Les paysages des milieux ouverts sont largement soumis à la pression de l’agriculture. L’intensification de cette-dernière (utilisation élevée d‘engrais, emploi de pesticides, monocultures etc…), qui s’est poursuivie au cours des dernières décennies, a eu un impact majeur sur le développement des habitats, non seulement des milieux ouverts, mais également des milieux liés à l’eau. De nombreuses zones marécageuses ont été asséchées par drainage ou sont exposées à l’apport d’engrais dans les zones voisines, entraînant une large destruction surtout des zones marécageuses pauvres en nutriments, comme p.ex. les prairies de molinie.
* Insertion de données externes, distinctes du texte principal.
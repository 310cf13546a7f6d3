use crate::geometry::GridGeometry;

/// Voxel-center coordinates along one spatial axis of a grid.
///
/// An axis is conceptually an array of shape `[1, .., len, .., 1]` with `len` at position `dim`,
/// so it broadcasts against the grid: [`Axis::at`] accepts a full grid index and only looks at
/// component `dim`.
#[derive(Clone, Debug, PartialEq)]
pub struct Axis {
    dim: usize,
    ndim: usize,
    origin: f64,
    step: f64,
    centers: Vec<f64>,
}

impl Axis {
    /// An axis of `len` voxels of size `step` starting at `origin`.
    pub fn new(dim: usize, ndim: usize, origin: f64, step: f64, len: usize) -> Self {
        let centers = (0..len).map(|k| origin + step * (k as f64 + 0.5)).collect();
        Self { dim, ndim, origin, step, centers }
    }

    /// One axis per spatial dimension of `geometry`.
    pub fn from_geometry(geometry: &GridGeometry) -> Vec<Axis> {
        let ndim = geometry.dim();
        (0..ndim)
            .map(|i| {
                Axis::new(i, ndim, geometry.origin[i], geometry.voxel_length[i], geometry.grid_length[i])
            })
            .collect()
    }

    /// The spatial dimension this axis runs along.
    pub fn dim(&self) -> usize {
        self.dim
    }

    pub fn len(&self) -> usize {
        self.centers.len()
    }

    pub fn is_empty(&self) -> bool {
        self.centers.is_empty()
    }

    pub fn centers(&self) -> &[f64] {
        &self.centers
    }

    /// Voxel side length along this axis.
    pub fn step(&self) -> f64 {
        self.step
    }

    /// Shape under which this axis broadcasts against the grid.
    pub fn broadcast_shape(&self) -> Vec<usize> {
        let mut shape = vec![1; self.ndim];
        shape[self.dim] = self.len();
        shape
    }

    /// Coordinate at a full grid index, or `None` if the index is out of range.
    pub fn at(&self, index: &[usize]) -> Option<f64> {
        if index.len() < self.ndim {
            return None;
        }
        self.centers.get(index[self.dim]).copied()
    }

    /// The `len + 1` voxel boundaries along this axis.
    pub fn edges(&self) -> Vec<f64> {
        (0..=self.len()).map(|k| self.origin + self.step * k as f64).collect()
    }
}
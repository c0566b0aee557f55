//! Navigation paths.
//!
//! `/` is the list page, `/details/{id}` the detail page for a positive
//! integer id. Anything else redirects to `/`.

use std::fmt;

use crate::todo::TodoId;

const DETAILS_SEGMENT: &str = "details";

#[derive(Debug, Clone, Copy, PartialEq, Eq)]
pub enum Route {
    List,
    Detail(TodoId),
}

/// Result of matching a path against the route table.
#[derive(Debug, Clone, Copy, PartialEq, Eq)]
pub struct Resolution {
    pub route: Route,
    pub redirected: bool,
}

impl Route {
    /// Match a path, falling back to the list page for unknown paths.
    pub fn parse(path: &str) -> Route {
        Self::resolve(path).route
    }

    pub fn resolve(path: &str) -> Resolution {
        match Self::match_path(path) {
            Some(route) => Resolution {
                route,
                redirected: false,
            },
            None => Resolution {
                route: Route::List,
                redirected: true,
            },
        }
    }

    pub fn path(&self) -> String {
        match self {
            Route::List => "/".to_string(),
            Route::Detail(id) => format!("/{DETAILS_SEGMENT}/{id}"),
        }
    }

    fn match_path(path: &str) -> Option<Route> {
        let segments: Vec<&str> = path
            .trim()
            .split('/')
            .filter(|segment| !segment.is_empty())
            .collect();
        match segments.as_slice() {
            [] => Some(Route::List),
            [DETAILS_SEGMENT, id] => id.parse::<TodoId>().ok().map(Route::Detail),
            _ => None,
        }
    }
}

impl fmt::Display for Route {
    fn fmt(&self, f: &mut fmt::Formatter<'_>) -> fmt::Result {
        f.write_str(&self.path())
    }
}

#[cfg(test)]
mod tests {
    use super::*;

    #[test]
    fn root_and_empty_are_list() {
        assert_eq!(Route::parse("/"), Route::List);
        assert_eq!(Route::parse(""), Route::List);
        assert!(!Route::resolve("/").redirected);
    }

    #[test]
    fn details_path_carries_id() {
        assert_eq!(Route::parse("/details/3"), Route::Detail(TodoId::new(3)));
        assert_eq!(Route::parse("details/3/"), Route::Detail(TodoId::new(3)));
        assert_eq!(Route::Detail(TodoId::new(3)).path(), "/details/3");
    }

    #[test]
    fn unmatched_paths_redirect_to_list() {
        for path in ["/nope", "/details", "/details/0", "/details/-2", "/details/x", "/details/1/edit"] {
            let resolution = Route::resolve(path);
            assert_eq!(resolution.route, Route::List, "{path}");
            assert!(resolution.redirected, "{path}");
        }
    }
}
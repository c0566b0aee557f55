//! Command-line interface for ticklist
//!
//! This module defines the CLI structure using clap derive macros.
//! Each subcommand is defined in its own submodule.

use std::path::PathBuf;
use std::sync::Arc;

use clap::{Parser, Subcommand};

use crate::config::Config;
use crate::error::Result;
use crate::output::OutputOptions;
use crate::session::Session;
use crate::todo::SystemClock;

mod run;
mod show;

/// ticklist - a single-session todo list
///
/// Opens an interactive list/detail view over an in-memory todo list, or
/// drives one session non-interactively with `show` and `run`.
#[derive(Parser, Debug)]
#[command(name = "ticklist")]
#[command(author, version, about, long_about = None)]
#[command(propagate_version = true)]
pub struct Cli {
    /// Path to a config file (defaults to ./.ticklist.toml)
    #[arg(long, global = true, env = "TICKLIST_CONFIG")]
    pub config: Option<PathBuf>,

    /// Output in JSON format
    #[arg(long, global = true)]
    pub json: bool,

    /// Suppress non-essential output
    #[arg(short, long, global = true)]
    pub quiet: bool,

    #[command(subcommand)]
    pub command: Option<Commands>,
}

/// Available subcommands
#[derive(Subcommand, Debug)]
pub enum Commands {
    /// Open the interactive list and detail views (default)
    Ui {
        /// Path to open first, e.g. "/" or "/details/2"
        #[arg(long, default_value = "/")]
        route: String,
    },

    /// Print the page for a path over a freshly seeded session
    Show {
        /// Path to render, e.g. "/" or "/details/2"
        #[arg(default_value = "/")]
        path: String,
    },

    /// Run a session script and print the page it ends on
    Run {
        /// Script file (reads stdin when omitted or "-")
        file: Option<PathBuf>,

        /// Stop at the first command that fails
        #[arg(long)]
        strict: bool,
    },
}

impl Cli {
    pub fn run(self) -> Result<()> {
        let cwd = std::env::current_dir()?;
        let config = Config::discover(self.config.as_deref(), &cwd)?;
        let options = OutputOptions {
            json: self.json,
            quiet: self.quiet,
        };
        let session = Session::start(&config, Arc::new(SystemClock));

        match self.command {
            None => crate::ui::run(session, &config, "/"),
            Some(Commands::Ui { route }) => crate::ui::run(session, &config, &route),
            Some(Commands::Show { path }) => show::run(session, &path, options),
            Some(Commands::Run { file, strict }) => run::run(session, file, strict, options),
        }
    }
}
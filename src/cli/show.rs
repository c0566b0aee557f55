use serde::Serialize;

use crate::error::Result;
use crate::output::{emit_success, HumanOutput, OutputOptions};
use crate::page::PageView;
use crate::session::Session;

#[derive(Serialize)]
struct ShowReport {
    route: String,
    redirected: bool,
    view: PageView,
}

pub fn run(mut session: Session, path: &str, options: OutputOptions) -> Result<()> {
    let resolution = session.navigate(path);
    let view = session.view();

    let mut human = HumanOutput::new(resolution.route.path());
    human.extend_lines(view.lines());
    if resolution.redirected {
        human.push_warning(format!("no page at '{path}', showing /"));
    }
    if matches!(view, PageView::NotFound { .. }) {
        human.push_next_step("ticklist show /");
    }

    let report = ShowReport {
        route: resolution.route.path(),
        redirected: resolution.redirected,
        view,
    };
    emit_success(options, "show", &report, Some(&human))
}
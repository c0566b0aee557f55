use assert_cmd::Command;
use predicates::prelude::*;

#[test]
fn help_describes_the_tool() {
    Command::cargo_bin("ticklist")
        .unwrap()
        .arg("--help")
        .assert()
        .success()
        .stdout(predicate::str::contains("single-session todo list"))
        .stdout(predicate::str::contains("show"))
        .stdout(predicate::str::contains("run"));
}

#[test]
fn subcommand_help_works() {
    for sub in ["ui", "show", "run"] {
        Command::cargo_bin("ticklist")
            .unwrap()
            .args([sub, "--help"])
            .assert()
            .success()
            .stdout(predicate::str::contains("Usage"));
    }
}

#[test]
fn unknown_subcommand_fails() {
    Command::cargo_bin("ticklist")
        .unwrap()
        .arg("frobnicate")
        .assert()
        .failure();
}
Au-delà, les sources, les ruisseaux et les rivières sont tout autant exposés aux apports diffus d’engrais et de pesticides, ce qui a un impact néfaste sur la biocénose.
En outre, dans les années à venir, nous devons nous attendre à ce que la crise climatique renforce son influence négative sur les habitats et sur les espèces.
Parallèlement, la nature doit – de plus en plus – céder sa place aux nouvelles agglomérations et constructions routières. Selon une étude réalisée en 2011 par l’Agence européenne pour l’environnement parmi 29 pays européens, le Luxembourg s’avérait être le pays le plus fragmenté.
Il est vrai qu’au cours des dernières années, la superficie des zones protégées fut considérablement élargie ( l’ensemble de ces zones protégées totalise environ 35% de la superficie territoriale, dont 27% – soit quelque 70.171 ha – sont des sites NATURA-2000 – au nombre de 60) et la mise en réseau de ces zones a bénéficié d’une plus grande attention. Néanmoins, ces mesures ne peuvent que partiellement atténuer la pression qui s’exerce sur la nature.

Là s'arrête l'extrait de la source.